HadrienG / InSilicoSeq

:rocket: A sequencing simulator
https://insilicoseq.readthedocs.io
MIT License
177 stars 32 forks source link

Handling of biological variation during model creation #156

Closed mikemc closed 4 years ago

mikemc commented 4 years ago

Thanks for creating and maintaining this tool. I have a question about how the model creation works, in order to understand what type of datasets can be used. I was afraid that it might be necessary to have sequenced a sample where the true genome is known with essentially no variation from the reference. But I see that the docs say that an ocean metagenomics dataset was used for the MiSeq model. In that case there would be a lot of true biological variation, and many mismatches in the mapped reads would be biological rather than errors. Does InSilicoSeq try to distinguish biological variants from errors in the model-building process? Or do SNPs etc get counted as errors? Are their limitations on the types of datasets and degree of unknown biological variation within them, or can any metagenomic dataset be used to build a reliable model?

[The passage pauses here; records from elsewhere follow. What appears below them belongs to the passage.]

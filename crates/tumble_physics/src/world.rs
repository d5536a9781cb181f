//! Physics world - main simulation container

use crate::body::{BodyPose, RigidBodyDesc, RigidBodyHandle};
use crate::collider::{ColliderDesc, ColliderHandle};
use crate::config::PhysicsConfig;
use crate::error::{PhysicsError, Result};
use crate::events::{
    ChannelEventCollector, CollisionEvent, CollisionEventType, EventCollector,
    PhysicsEventHandler, Subscription, SubscriptionId,
};
use rapier3d::prelude as rapier;
use std::num::NonZeroUsize;

/// The main physics world containing all simulation state
pub struct PhysicsWorld {
    /// Configuration
    config: PhysicsConfig,

    /// Rapier physics pipeline
    pipeline: rapier::PhysicsPipeline,

    /// Gravity
    gravity: rapier::Vector<f32>,

    /// Integration parameters
    integration_params: rapier::IntegrationParameters,

    /// Island manager
    islands: rapier::IslandManager,

    /// Broad phase (sweep-and-prune)
    broad_phase: rapier::DefaultBroadPhase,

    /// Narrow phase
    narrow_phase: rapier::NarrowPhase,

    /// Impulse joint set
    impulse_joints: rapier::ImpulseJointSet,

    /// Multibody joint set
    multibody_joints: rapier::MultibodyJointSet,

    /// CCD solver
    ccd_solver: rapier::CCDSolver,

    /// Rigid body set
    bodies: rapier::RigidBodySet,

    /// Collider set
    colliders: rapier::ColliderSet,

    /// Events of the last `step` call
    events: EventCollector,

    /// Per-body collision handlers, in registration order
    subscriptions: Vec<Subscription>,

    /// Next subscription id
    next_subscription: u64,

    /// Total simulated time handed to `step`, in seconds
    time: f64,
}

impl PhysicsWorld {
    /// Create a new physics world
    pub fn new(config: PhysicsConfig) -> Self {
        let gravity = rapier::Vector::new(config.gravity[0], config.gravity[1], config.gravity[2]);

        let mut integration_params = rapier::IntegrationParameters::default();
        integration_params.dt = config.timestep;
        integration_params.num_solver_iterations =
            NonZeroUsize::new(config.solver_iterations).unwrap_or(NonZeroUsize::MIN);

        log::debug!(
            "Physics world created: gravity {:?}, timestep {:.4}s, {} substeps max",
            config.gravity,
            config.timestep,
            config.max_substeps
        );

        Self {
            config,
            pipeline: rapier::PhysicsPipeline::new(),
            gravity,
            integration_params,
            islands: rapier::IslandManager::new(),
            broad_phase: rapier::DefaultBroadPhase::new(),
            narrow_phase: rapier::NarrowPhase::new(),
            impulse_joints: rapier::ImpulseJointSet::new(),
            multibody_joints: rapier::MultibodyJointSet::new(),
            ccd_solver: rapier::CCDSolver::new(),
            bodies: rapier::RigidBodySet::new(),
            colliders: rapier::ColliderSet::new(),
            events: EventCollector::new(),
            subscriptions: Vec::new(),
            next_subscription: 1,
            time: 0.0,
        }
    }

    /// Get the physics configuration
    pub fn config(&self) -> &PhysicsConfig {
        &self.config
    }

    /// Get gravity
    pub fn gravity(&self) -> [f32; 3] {
        [self.gravity.x, self.gravity.y, self.gravity.z]
    }

    /// Total simulated time handed to `step`, in seconds
    pub fn time(&self) -> f64 {
        self.time
    }

    // ==================== Rigid Bodies ====================

    /// Create a rigid body
    pub fn create_rigid_body(&mut self, mut desc: RigidBodyDesc) -> RigidBodyHandle {
        desc.can_sleep &= self.config.sleeping_enabled;
        let handle = self.bodies.insert(desc.to_rapier_builder());
        RigidBodyHandle(handle)
    }

    /// Remove a rigid body together with its colliders and subscriptions
    pub fn remove_rigid_body(&mut self, handle: RigidBodyHandle) -> Result<()> {
        if !self.bodies.contains(handle.0) {
            return Err(PhysicsError::BodyNotFound(handle));
        }

        self.subscriptions.retain(|s| s.body != handle);
        self.bodies.remove(
            handle.0,
            &mut self.islands,
            &mut self.colliders,
            &mut self.impulse_joints,
            &mut self.multibody_joints,
            true, // Remove attached colliders
        );
        Ok(())
    }

    /// Check whether a body is part of the simulation
    pub fn contains_body(&self, handle: RigidBodyHandle) -> bool {
        self.bodies.contains(handle.0)
    }

    /// Get rigid body position
    pub fn get_body_position(&self, handle: RigidBodyHandle) -> Result<[f32; 3]> {
        self.get_body_pose(handle).map(|pose| pose.position)
    }

    /// Get rigid body position and rotation
    pub fn get_body_pose(&self, handle: RigidBodyHandle) -> Result<BodyPose> {
        self.bodies
            .get(handle.0)
            .map(|b| {
                let pos = b.translation();
                let rot = b.rotation();
                BodyPose {
                    position: [pos.x, pos.y, pos.z],
                    rotation: [rot.i, rot.j, rot.k, rot.w],
                }
            })
            .ok_or(PhysicsError::BodyNotFound(handle))
    }

    /// Get the mass of a rigid body
    pub fn get_body_mass(&self, handle: RigidBodyHandle) -> Result<f32> {
        self.bodies
            .get(handle.0)
            .map(|b| b.mass())
            .ok_or(PhysicsError::BodyNotFound(handle))
    }

    // ==================== Colliders ====================

    /// Create a collider, optionally attached to a rigid body.
    ///
    /// The world's contact material is applied. A collider with a mass
    /// gives its parent that mass and the inertia of its shape; the parent's
    /// mass properties are current as soon as this returns.
    pub fn create_collider(
        &mut self,
        desc: ColliderDesc,
        parent: Option<RigidBodyHandle>,
    ) -> ColliderHandle {
        let material = self.config.contact_material;
        let builder = desc
            .to_rapier_builder()
            .friction(material.friction)
            .restitution(material.restitution)
            .friction_combine_rule(material.friction_combine.into())
            .restitution_combine_rule(material.restitution_combine.into());

        let handle = match parent {
            Some(body) => {
                let handle = self.colliders.insert_with_parent(builder, body.0, &mut self.bodies);
                if let Some(b) = self.bodies.get_mut(body.0) {
                    if b.is_dynamic() {
                        b.recompute_mass_properties_from_colliders(&self.colliders);
                    }
                }
                handle
            }
            None => self.colliders.insert(builder),
        };
        ColliderHandle(handle)
    }

    /// Colliders attached to a body
    pub fn body_colliders(&self, handle: RigidBodyHandle) -> Result<Vec<ColliderHandle>> {
        self.bodies
            .get(handle.0)
            .map(|b| b.colliders().iter().copied().map(ColliderHandle).collect())
            .ok_or(PhysicsError::BodyNotFound(handle))
    }

    /// Body a collider is attached to, if any
    pub fn collider_parent(&self, handle: ColliderHandle) -> Result<Option<RigidBodyHandle>> {
        self.colliders
            .get(handle.0)
            .map(|c| c.parent().map(RigidBodyHandle))
            .ok_or(PhysicsError::ColliderNotFound(handle))
    }

    // ==================== Subscriptions ====================

    /// Register a handler for collision events involving `body`.
    ///
    /// Collision reporting is switched on for the body's colliders. The
    /// handler runs inside `step`, synchronously, once per event.
    pub fn subscribe(
        &mut self,
        body: RigidBodyHandle,
        handler: Box<dyn PhysicsEventHandler>,
    ) -> Result<SubscriptionId> {
        let collider_handles = self.body_colliders(body)?;
        for handle in collider_handles {
            if let Some(collider) = self.colliders.get_mut(handle.0) {
                collider.set_active_events(rapier::ActiveEvents::COLLISION_EVENTS);
            }
        }

        let id = SubscriptionId(self.next_subscription);
        self.next_subscription += 1;
        self.subscriptions.push(Subscription { id, body, handler });
        Ok(id)
    }

    /// Remove a handler and return it
    pub fn unsubscribe(&mut self, id: SubscriptionId) -> Result<Box<dyn PhysicsEventHandler>> {
        let index = self
            .subscriptions
            .iter()
            .position(|s| s.id == id)
            .ok_or(PhysicsError::SubscriptionNotFound(id))?;
        let subscription = self.subscriptions.remove(index);

        let still_listening = self.subscriptions.iter().any(|s| s.body == subscription.body);
        if !still_listening {
            if let Some(body) = self.bodies.get(subscription.body.0) {
                for handle in body.colliders() {
                    if let Some(collider) = self.colliders.get_mut(*handle) {
                        collider.set_active_events(rapier::ActiveEvents::empty());
                    }
                }
            }
        }

        Ok(subscription.handler)
    }

    /// Number of live subscriptions
    pub fn subscription_count(&self) -> usize {
        self.subscriptions.len()
    }

    // ==================== Simulation ====================

    /// Advance the simulation by `actual_delta` seconds.
    ///
    /// Runs one internal step of `fixed_delta` for every fixed-step boundary
    /// crossed by the accumulated time, at most `max_substeps` of them; time
    /// beyond the cap is dropped. A zero delta runs exactly one fixed step.
    /// Returns the number of internal steps taken.
    pub fn step(&mut self, fixed_delta: f32, actual_delta: f32, max_substeps: u32) -> u32 {
        self.events.clear();
        self.integration_params.dt = fixed_delta;

        if actual_delta <= 0.0 {
            self.step_internal();
            self.time += f64::from(fixed_delta);
            return 1;
        }

        let dt = f64::from(fixed_delta);
        let before = (self.time / dt).floor();
        let after = ((self.time + f64::from(actual_delta)) / dt).floor();
        let steps = ((after - before).max(0.0) as u32).min(max_substeps);

        for _ in 0..steps {
            self.step_internal();
        }
        self.time += f64::from(actual_delta);

        log::trace!("Physics step: delta {:.4}s, {} substeps", actual_delta, steps);
        steps
    }

    /// Internal fixed timestep
    fn step_internal(&mut self) {
        let (collision_send, collision_recv) = crossbeam_channel::unbounded();
        let event_handler = ChannelEventCollector {
            collisions: collision_send,
        };

        self.pipeline.step(
            &self.gravity,
            &self.integration_params,
            &mut self.islands,
            &mut self.broad_phase,
            &mut self.narrow_phase,
            &mut self.bodies,
            &mut self.colliders,
            &mut self.impulse_joints,
            &mut self.multibody_joints,
            &mut self.ccd_solver,
            None,
            &(),
            &event_handler,
        );

        let first_new = self.events.collision_events.len();
        while let Ok(raw) = collision_recv.try_recv() {
            let body_of = |h: rapier::ColliderHandle| {
                self.colliders
                    .get(h)
                    .and_then(|c| c.parent())
                    .map(RigidBodyHandle)
            };

            self.events.collision_events.push(CollisionEvent {
                collider1: ColliderHandle(raw.collider1),
                collider2: ColliderHandle(raw.collider2),
                body1: body_of(raw.collider1),
                body2: body_of(raw.collider2),
                event_type: if raw.started {
                    CollisionEventType::Started
                } else {
                    CollisionEventType::Stopped
                },
                contacts: raw.contacts,
                impact_velocity: raw.impact_velocity,
            });
        }

        // Dispatch in discovery order: body 1's listeners, then body 2's.
        for event in &self.events.collision_events[first_new..] {
            for body in [event.body1, event.body2].into_iter().flatten() {
                for subscription in self.subscriptions.iter_mut().filter(|s| s.body == body) {
                    subscription.handler.on_collision(event);
                }
            }
        }
    }

    // ==================== Events ====================

    /// Get collision events from the last step
    pub fn collision_events(&self) -> &[CollisionEvent] {
        &self.events.collision_events
    }

    // ==================== Debug ====================

    /// Get number of rigid bodies
    pub fn body_count(&self) -> usize {
        self.bodies.len()
    }

    /// Get number of dynamic bodies
    pub fn dynamic_body_count(&self) -> usize {
        self.bodies.iter().filter(|(_, b)| b.is_dynamic()).count()
    }

    /// Get number of colliders
    pub fn collider_count(&self) -> usize {
        self.colliders.len()
    }

    /// Get number of active (awake) bodies
    pub fn active_body_count(&self) -> usize {
        self.islands.active_dynamic_bodies().len()
    }
}

impl Default for PhysicsWorld {
    fn default() -> Self {
        Self::new(PhysicsConfig::default())
    }
}
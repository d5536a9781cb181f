//! Object registry: the (body, mesh) pairs spawned into the session

use crate::shapes::ShapeKind;
use tumble_physics::{RigidBodyHandle, SubscriptionId};
use tumble_render::MeshHandle;

/// One spawned object: its mesh, its body and the collision hook
/// registered for the body. Both halves are created and removed together.
#[derive(Debug, Clone, Copy, PartialEq, Eq)]
pub struct ObjectRecord {
    pub mesh: MeshHandle,
    pub body: RigidBodyHandle,
    pub subscription: SubscriptionId,
    pub kind: ShapeKind,
}

/// Records in creation order
#[derive(Debug, Default)]
pub struct ObjectRegistry {
    records: Vec<ObjectRecord>,
}

impl ObjectRegistry {
    pub fn new() -> Self {
        Self::default()
    }

    pub(crate) fn push(&mut self, record: ObjectRecord) {
        self.records.push(record);
    }

    /// Remove every record, oldest first
    pub(crate) fn drain(&mut self) -> std::vec::Drain<'_, ObjectRecord> {
        self.records.drain(..)
    }

    pub fn records(&self) -> &[ObjectRecord] {
        &self.records
    }

    pub fn iter(&self) -> impl Iterator<Item = &ObjectRecord> {
        self.records.iter()
    }

    pub fn len(&self) -> usize {
        self.records.len()
    }

    pub fn is_empty(&self) -> bool {
        self.records.is_empty()
    }

    /// Number of records of one kind
    pub fn count_of(&self, kind: ShapeKind) -> usize {
        self.records.iter().filter(|r| r.kind == kind).count()
    }
}
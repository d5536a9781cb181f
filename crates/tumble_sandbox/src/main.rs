//! Tumble sandbox
//!
//! Drops primitives onto a floor and lets them tumble. Type commands on
//! stdin (`sphere`, `box`, `cylinder`, `reset`, `sound`, `status`, `help`,
//! `quit`) while it runs.
//!
//! Run with: cargo run -p tumble_sandbox
//!       or: TUMBLE_SOUND=on TUMBLE_FRAMES=600 cargo run --bin tumble

use std::io::BufRead;
use std::process::ExitCode;
use tumble_audio::{AudioCue, AudioOutput, MutedCue};
use tumble_render::{HeadlessRenderer, Viewport};
use tumble_sandbox::config::SandboxConfig;
use tumble_sandbox::control::ControlCommand;
use tumble_sandbox::frame_loop::{CancellationToken, FrameLoop};
use tumble_sandbox::session::Session;

fn main() -> ExitCode {
    // Initialize logging
    env_logger::Builder::from_env(env_logger::Env::default().default_filter_or("info")).init();

    let config = match SandboxConfig::load() {
        Ok(config) => config,
        Err(e) => {
            log::error!("{}", e);
            return ExitCode::FAILURE;
        }
    };

    // The output device must outlive the cue loaded from it.
    let output = match AudioOutput::open() {
        Ok(output) => Some(output),
        Err(e) => {
            log::warn!("{}; running without sound", e);
            None
        }
    };
    let cue: Box<dyn AudioCue> = match output.as_ref().map(|o| o.load_cue(&config.sound.clip)) {
        Some(Ok(cue)) => Box::new(cue),
        Some(Err(e)) => {
            log::warn!("{}; hit sound muted", e);
            Box::new(MutedCue::new())
        }
        None => Box::new(MutedCue::new()),
    };

    let mut session = Session::initialize(&config, cue);
    if let Err(e) = session.spawn_initial_objects(&config.initial_objects) {
        log::error!("Failed to spawn initial objects: {}", e);
        return ExitCode::FAILURE;
    }

    // Install signal handler for graceful shutdown
    let token = CancellationToken::new();
    let t = token.clone();
    if let Err(e) = ctrlc::set_handler(move || {
        log::info!("Received Ctrl+C, shutting down...");
        t.cancel();
    }) {
        log::warn!("Failed to set Ctrl+C handler: {}", e);
    }

    let (sender, receiver) = crossbeam_channel::unbounded();
    let spawned = std::thread::Builder::new()
        .name("control-input".to_string())
        .spawn(move || {
            for line in std::io::stdin().lock().lines() {
                let Ok(line) = line else { break };
                if line.trim().is_empty() {
                    continue;
                }
                match line.parse::<ControlCommand>() {
                    Ok(command) => {
                        if sender.send(command).is_err() {
                            break;
                        }
                    }
                    Err(e) => log::warn!("{}", e),
                }
            }
        });
    if let Err(e) = spawned {
        log::warn!("Control input unavailable: {}", e);
    }

    let display = &config.display;
    let viewport = Viewport::new(display.width, display.height, display.device_pixel_ratio);
    let renderer = HeadlessRenderer::new(viewport);
    let mut frame_loop = FrameLoop::from_config(session, &config, renderer)
        .with_commands(receiver)
        .with_cancellation(token);

    log::info!("Type 'help' for commands, Ctrl+C to exit");

    match frame_loop.run() {
        Ok(exit) => {
            log::info!("Exited: {:?}", exit);
            ExitCode::SUCCESS
        }
        Err(e) => {
            log::error!("Frame loop failed: {}", e);
            ExitCode::FAILURE
        }
    }
}
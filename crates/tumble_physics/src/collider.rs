//! Collider shapes and descriptors

use rapier3d::prelude as rapier;
use serde::{Deserialize, Serialize};

/// Handle to a collider in the physics world
#[derive(Debug, Clone, Copy, PartialEq, Eq, Hash)]
pub struct ColliderHandle(pub(crate) rapier::ColliderHandle);

impl ColliderHandle {
    /// Create from raw Rapier handle
    pub fn from_raw(handle: rapier::ColliderHandle) -> Self {
        Self(handle)
    }
}

/// Collision shape type
#[derive(Debug, Clone, PartialEq, Serialize, Deserialize)]
pub enum ColliderShape {
    /// Sphere with radius
    Sphere { radius: f32 },
    /// Box with half-extents
    Box { half_extents: [f32; 3] },
    /// Cylinder aligned along Y axis
    CylinderY { half_height: f32, radius: f32 },
    /// Infinite plane whose solid side lies below local +Z
    Plane,
}

impl ColliderShape {
    /// Create a sphere shape
    pub fn sphere(radius: f32) -> Self {
        Self::Sphere { radius }
    }

    /// Create a box shape from half-extents
    pub fn cuboid(hx: f32, hy: f32, hz: f32) -> Self {
        Self::Box {
            half_extents: [hx, hy, hz],
        }
    }

    /// Create a box shape from full size
    pub fn from_size(width: f32, height: f32, depth: f32) -> Self {
        Self::Box {
            half_extents: [width * 0.5, height * 0.5, depth * 0.5],
        }
    }

    /// Create a cylinder shape (Y-aligned)
    pub fn cylinder(half_height: f32, radius: f32) -> Self {
        Self::CylinderY { half_height, radius }
    }

    /// Build a Rapier shared shape
    pub(crate) fn to_rapier(&self) -> rapier::SharedShape {
        match self {
            Self::Sphere { radius } => rapier::SharedShape::ball(*radius),
            Self::Box { half_extents } => {
                rapier::SharedShape::cuboid(half_extents[0], half_extents[1], half_extents[2])
            }
            Self::CylinderY { half_height, radius } => {
                rapier::SharedShape::cylinder(*half_height, *radius)
            }
            Self::Plane => rapier::SharedShape::halfspace(rapier::Vector::z_axis()),
        }
    }
}

/// Description for creating a collider.
///
/// Friction and restitution are not part of the description: the world
/// applies its shared contact material to every collider it creates.
#[derive(Debug, Clone, Serialize, Deserialize)]
pub struct ColliderDesc {
    /// Collision shape
    pub shape: ColliderShape,
    /// Mass given to the parent body; inertia follows from the shape.
    /// `None` makes the collider massless.
    pub mass: Option<f32>,
}

impl ColliderDesc {
    /// Create a new collider description with a shape
    pub fn new(shape: ColliderShape) -> Self {
        Self {
            shape,
            mass: None,
        }
    }

    /// Set the mass this collider contributes
    pub fn with_mass(mut self, mass: f32) -> Self {
        self.mass = Some(mass);
        self
    }

    /// Build a Rapier collider builder.
    ///
    /// Collision events stay off until the world subscribes a handler.
    pub(crate) fn to_rapier_builder(&self) -> rapier::ColliderBuilder {
        let builder = rapier::ColliderBuilder::new(self.shape.to_rapier());
        match self.mass {
            Some(mass) => builder.mass(mass),
            None => builder.density(0.0),
        }
    }
}
//! Geometry descriptors and meshes

use crate::material::StandardMaterial;
use glam::{Mat4, Quat, Vec3};
use serde::{Deserialize, Serialize};

/// Unit-sized primitive geometry; meshes size it through their scale
#[derive(Clone, Copy, Debug, PartialEq, Serialize, Deserialize)]
pub enum Geometry {
    /// Sphere of radius 1
    Sphere {
        width_segments: u32,
        height_segments: u32,
    },
    /// Box of size 1 on every axis
    Box,
    /// Cylinder of radius 1 and height 1 along Y
    Cylinder { radial_segments: u32 },
    /// Flat plane in local XY
    Plane { width: f32, height: f32 },
}

impl Geometry {
    /// Number of triangles the geometry tessellates into
    pub fn triangle_count(&self) -> u32 {
        match *self {
            Self::Sphere {
                width_segments,
                height_segments,
            } => width_segments * height_segments.saturating_sub(1) * 2,
            Self::Box => 12,
            // Side quads plus both caps.
            Self::Cylinder { radial_segments } => radial_segments * 4,
            Self::Plane { .. } => 2,
        }
    }
}

/// Translation, rotation and scale of a mesh
#[derive(Clone, Copy, Debug, PartialEq, Serialize, Deserialize)]
pub struct Transform {
    pub position: Vec3,
    pub rotation: Quat,
    pub scale: Vec3,
}

impl Transform {
    pub const IDENTITY: Self = Self {
        position: Vec3::ZERO,
        rotation: Quat::IDENTITY,
        scale: Vec3::ONE,
    };

    pub fn from_position(position: Vec3) -> Self {
        Self {
            position,
            ..Self::IDENTITY
        }
    }

    /// Set scale
    pub fn with_scale(mut self, scale: Vec3) -> Self {
        self.scale = scale;
        self
    }

    /// Set rotation
    pub fn with_rotation(mut self, rotation: Quat) -> Self {
        self.rotation = rotation;
        self
    }

    /// Local-to-world matrix
    pub fn matrix(&self) -> Mat4 {
        Mat4::from_scale_rotation_translation(self.scale, self.rotation, self.position)
    }
}

impl Default for Transform {
    fn default() -> Self {
        Self::IDENTITY
    }
}

/// A renderable object: geometry, material and placement
#[derive(Clone, Debug)]
pub struct Mesh {
    pub geometry: Geometry,
    pub material: StandardMaterial,
    pub transform: Transform,
    /// Whether the mesh casts shadows
    pub cast_shadow: bool,
    /// Whether the mesh receives shadows
    pub receive_shadow: bool,
}

impl Mesh {
    pub fn new(geometry: Geometry, material: StandardMaterial) -> Self {
        Self {
            geometry,
            material,
            transform: Transform::IDENTITY,
            cast_shadow: false,
            receive_shadow: false,
        }
    }

    /// Set the transform
    pub fn with_transform(mut self, transform: Transform) -> Self {
        self.transform = transform;
        self
    }

    /// Enable shadow casting
    pub fn with_cast_shadow(mut self, cast: bool) -> Self {
        self.cast_shadow = cast;
        self
    }

    /// Enable shadow receiving
    pub fn with_receive_shadow(mut self, receive: bool) -> Self {
        self.receive_shadow = receive;
        self
    }

    /// Overwrite position and rotation, leaving scale alone
    pub fn set_pose(&mut self, position: Vec3, rotation: Quat) {
        self.transform.position = position;
        self.transform.rotation = rotation;
    }
}
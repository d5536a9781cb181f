//! Perspective camera

use glam::{Mat4, Quat, Vec3};

/// Camera with a perspective projection
#[derive(Clone, Debug)]
pub struct PerspectiveCamera {
    /// World position
    pub position: Vec3,
    /// Orientation
    pub rotation: Quat,
    /// Vertical field of view (degrees)
    pub fov_degrees: f32,
    /// Width / height
    pub aspect: f32,
    /// Near clip distance
    pub near: f32,
    /// Far clip distance
    pub far: f32,
}

impl PerspectiveCamera {
    /// Create a perspective camera at the origin looking down -Z
    pub fn new(fov_degrees: f32, aspect: f32, near: f32, far: f32) -> Self {
        Self {
            position: Vec3::ZERO,
            rotation: Quat::IDENTITY,
            fov_degrees,
            aspect,
            near,
            far,
        }
    }

    /// Set position
    pub fn with_position(mut self, position: Vec3) -> Self {
        self.position = position;
        self
    }

    /// Rotate the camera to face `target`
    pub fn look_at(&mut self, target: Vec3, up: Vec3) {
        let forward = (target - self.position).normalize_or_zero();
        if forward == Vec3::ZERO {
            return;
        }
        let right = forward.cross(up).normalize_or_zero();
        if right == Vec3::ZERO {
            return;
        }
        let actual_up = right.cross(forward);
        self.rotation = Quat::from_mat3(&glam::Mat3::from_cols(right, actual_up, -forward));
    }

    /// Update the aspect ratio after a resize
    pub fn set_aspect(&mut self, aspect: f32) {
        if aspect.is_finite() && aspect > 0.0 {
            self.aspect = aspect;
        }
    }

    /// Get the view matrix
    pub fn view_matrix(&self) -> Mat4 {
        Mat4::from_quat(self.rotation.conjugate()) * Mat4::from_translation(-self.position)
    }

    /// Get the projection matrix
    pub fn projection_matrix(&self) -> Mat4 {
        Mat4::perspective_rh(self.fov_degrees.to_radians(), self.aspect, self.near, self.far)
    }

    /// Get the combined view-projection matrix
    pub fn view_projection_matrix(&self) -> Mat4 {
        self.projection_matrix() * self.view_matrix()
    }

    /// Check whether `point` lies inside the view frustum
    pub fn sees(&self, point: Vec3) -> bool {
        let clip = self.view_projection_matrix() * point.extend(1.0);
        clip.w > 0.0
            && clip.x.abs() <= clip.w
            && clip.y.abs() <= clip.w
            && (0.0..=clip.w).contains(&clip.z)
    }

    /// Get the forward direction
    pub fn forward(&self) -> Vec3 {
        self.rotation * -Vec3::Z
    }
}

impl Default for PerspectiveCamera {
    fn default() -> Self {
        Self::new(75.0, 16.0 / 9.0, 0.1, 100.0)
    }
}
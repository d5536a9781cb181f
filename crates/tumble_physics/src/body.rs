//! Rigid body descriptors and handles

use rapier3d::na::{Quaternion, UnitQuaternion};
use rapier3d::prelude as rapier;
use serde::{Deserialize, Serialize};

/// Handle to a rigid body in the physics world
#[derive(Debug, Clone, Copy, PartialEq, Eq, Hash)]
pub struct RigidBodyHandle(pub(crate) rapier::RigidBodyHandle);

impl RigidBodyHandle {
    /// Create from raw Rapier handle
    pub fn from_raw(handle: rapier::RigidBodyHandle) -> Self {
        Self(handle)
    }
}

/// Type of rigid body
#[derive(Debug, Clone, Copy, PartialEq, Eq, Default, Serialize, Deserialize)]
pub enum RigidBodyType {
    /// Static body - never moves, infinite mass
    Static,
    /// Dynamic body - fully simulated
    #[default]
    Dynamic,
}

impl From<RigidBodyType> for rapier::RigidBodyType {
    fn from(t: RigidBodyType) -> Self {
        match t {
            RigidBodyType::Static => rapier::RigidBodyType::Fixed,
            RigidBodyType::Dynamic => rapier::RigidBodyType::Dynamic,
        }
    }
}

/// Position and orientation of a body at one instant.
///
/// `rotation` is a unit quaternion stored as `[x, y, z, w]`.
#[derive(Debug, Clone, Copy, PartialEq)]
pub struct BodyPose {
    pub position: [f32; 3],
    pub rotation: [f32; 4],
}

/// Description for creating a rigid body
#[derive(Debug, Clone, Serialize, Deserialize)]
pub struct RigidBodyDesc {
    /// Type of rigid body
    pub body_type: RigidBodyType,
    /// Initial position
    pub position: [f32; 3],
    /// Initial rotation (quaternion: x, y, z, w)
    pub rotation: [f32; 4],
    /// Can this body sleep when inactive
    pub can_sleep: bool,
}

impl Default for RigidBodyDesc {
    fn default() -> Self {
        Self {
            body_type: RigidBodyType::Dynamic,
            position: [0.0, 0.0, 0.0],
            rotation: [0.0, 0.0, 0.0, 1.0],
            can_sleep: true,
        }
    }
}

impl RigidBodyDesc {
    /// Create a static body description
    pub fn fixed() -> Self {
        Self {
            body_type: RigidBodyType::Static,
            ..Default::default()
        }
    }

    /// Create a dynamic body description
    pub fn dynamic() -> Self {
        Self {
            body_type: RigidBodyType::Dynamic,
            ..Default::default()
        }
    }

    /// Set position
    pub fn with_position(mut self, x: f32, y: f32, z: f32) -> Self {
        self.position = [x, y, z];
        self
    }

    /// Set rotation from an axis and an angle (radians)
    pub fn with_rotation_axis_angle(mut self, axis: [f32; 3], angle: f32) -> Self {
        self.rotation = axis_angle_to_quat(axis, angle);
        self
    }

    /// Build a Rapier rigid body builder.
    ///
    /// Mass and inertia come from the attached colliders.
    pub(crate) fn to_rapier_builder(&self) -> rapier::RigidBodyBuilder {
        let [x, y, z, w] = self.rotation;
        let pose = rapier::Isometry::from_parts(
            rapier::Translation::new(self.position[0], self.position[1], self.position[2]),
            UnitQuaternion::from_quaternion(Quaternion::new(w, x, y, z)),
        );

        rapier::RigidBodyBuilder::new(self.body_type.into())
            .position(pose)
            .can_sleep(self.can_sleep)
    }
}

/// Convert an axis-angle rotation to a quaternion `[x, y, z, w]`
fn axis_angle_to_quat(axis: [f32; 3], angle: f32) -> [f32; 4] {
    let len = (axis[0] * axis[0] + axis[1] * axis[1] + axis[2] * axis[2]).sqrt();
    if len <= f32::EPSILON {
        return [0.0, 0.0, 0.0, 1.0];
    }
    let (sin, cos) = (angle * 0.5).sin_cos();
    let s = sin / len;
    [axis[0] * s, axis[1] * s, axis[2] * s, cos]
}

HadrienG commented 4 years ago

Good question that warrants a detailed answer! I'm very very busy at the moment (my thesis is due for printing in a few days) but I'll come back to you when things have calmed down.

/hadrien

HadrienG commented 4 years ago

Hi again,

There will indeed be biological variations such as different strains being collapsed into single contigs/genome from the environmental metagenomes. InSilicoSeq does not try to distinguish between sequencing errors and biological variation and SNPs do get counted as errors.

That said, InSilicoSeq's models have individual error probability distributions for each base position in the reads. Exact technical replicates are quite uncommon in genomics datasets, and therefore the SNPs will be distributed more or less evenly across the reads. You can expect a low background noise from this, but given the diversity of the dataset and the high number of reads, the errors should largely dominate.

Hope that helps! /Hadrien

mikemc commented 4 years ago

Ok, that makes sense, thanks for the clarification! From this, I gather that the most accurate error models would come from sequencing of a clonal isolate mapped against a reference for that specific strain. I will go ahead and close this issue as my main question was answered.

HadrienG commented 4 years ago

I gather that the most accurate error models would come from sequencing of a clonal isolate mapped against a reference

Yes, that is correct. But be careful that error profiles are likely influenced by genomic characteristics such as GC-content. Hence why I used diverse metagenomic dataset rather close to the data I usually analyse, despite the background noise from strain variation.